**** THE DATA ****

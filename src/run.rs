//! Command execution.
//!
//! Builds the API client from the validated configuration, runs the
//! selected operation and writes the typed response to stdout as JSON.

use std::io::Write;

use serde::Serialize;
use thiserror::Error;

use bitpapa_pay::BitpapaClient;
use bitpapa_pay::config::{Command, ValidatedConfig};
use bitpapa_pay::models::NewCryptoInvoice;
use bitpapa_pay::transport::HttpClient;

#[cfg(test)]
#[path = "run_tests.rs"]
mod tests;

/// Error type for runtime execution failures.
#[derive(Debug, Error)]
pub enum RunError {
    /// The API call failed.
    #[error(transparent)]
    Api(#[from] bitpapa_pay::Error),

    /// The response could not be written to stdout.
    #[error("Failed to write output: {0}")]
    Output(#[from] std::io::Error),

    /// The response could not be rendered as JSON.
    #[error("Failed to render output: {0}")]
    Render(#[from] serde_json::Error),
}

/// Runs the configured command against the production transport.
///
/// # Errors
///
/// Returns an error if the client cannot be built, the API call fails or
/// the output cannot be written.
pub async fn execute(config: ValidatedConfig) -> Result<(), RunError> {
    let client = BitpapaClient::from_config(config.client)?;
    let mut output = Vec::new();

    let result = dispatch(&client, &config.command, &mut output).await;
    client.close();
    result?;

    std::io::stdout().write_all(&output)?;
    Ok(())
}

/// Runs `command` through `client` and writes the response to `out`.
pub async fn dispatch<H: HttpClient, W: Write>(
    client: &BitpapaClient<H>,
    command: &Command,
    out: &mut W,
) -> Result<(), RunError> {
    tracing::debug!(?command, "Running command");

    match command {
        // Handled before the client is built.
        Command::Init { .. } => Ok(()),
        Command::Rates => emit(out, &client.exchange_rates().all().await?),
        Command::Fees { currency, network } => {
            let fees = client
                .withdrawal_fees()
                .list(currency.as_deref(), network.as_deref())
                .await?;
            emit(out, &fees)
        }
        Command::Addresses { currency, label } => {
            let addresses = client
                .addresses()
                .list(currency.as_deref(), label.as_deref())
                .await?;
            emit(out, &addresses)
        }
        Command::CreateAddress {
            currency,
            network,
            label,
        } => {
            let created = client
                .addresses()
                .create(currency, network, label.as_deref())
                .await?;
            emit(out, &created)
        }
        Command::Transactions { address } => {
            let transactions = match address {
                Some(id) => client.addresses().transactions(id).await?,
                None => client.transactions().list().await?,
            };
            emit(out, &transactions)
        }
        Command::Invoices { page, per_page } => {
            emit(out, &client.invoices().list(*page, *per_page).await?)
        }
        Command::CreateInvoice {
            amount,
            currency,
            merchant_invoice_id,
            description,
        } => {
            let mut invoice = NewCryptoInvoice::new(*amount, currency.as_str());
            if let Some(id) = merchant_invoice_id {
                invoice = invoice.with_merchant_invoice_id(id.as_str());
            }
            if let Some(text) = description {
                invoice = invoice.with_description(text.as_str());
            }
            emit(out, &client.invoices().create_crypto(invoice).await?)
        }
        Command::PublicInvoices => emit(out, &client.public_invoices().list().await?),
    }
}

fn emit<W: Write, T: Serialize>(out: &mut W, value: &T) -> Result<(), RunError> {
    serde_json::to_writer_pretty(&mut *out, value)?;
    writeln!(out)?;
    Ok(())
}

****

Above are the records. Print exactly, and only, the lines from the line with "let client = BitpapaClient::from_config(config.client)?;" to the line with "client is built.", both inclusive.

    let client = BitpapaClient::from_config(config.client)?;
    let mut output = Vec::new();

    let result = dispatch(&client, &config.command, &mut output).await;
    client.close();
    result?;

    std::io::stdout().write_all(&output)?;
    Ok(())
}

/// Runs `command` through `client` and writes the response to `out`.
pub async fn dispatch<H: HttpClient, W: Write>(
    client: &BitpapaClient<H>,
    command: &Command,
    out: &mut W,
) -> Result<(), RunError> {
    tracing::debug!(?command, "Running command");

    match command {
        // Handled before the client is built.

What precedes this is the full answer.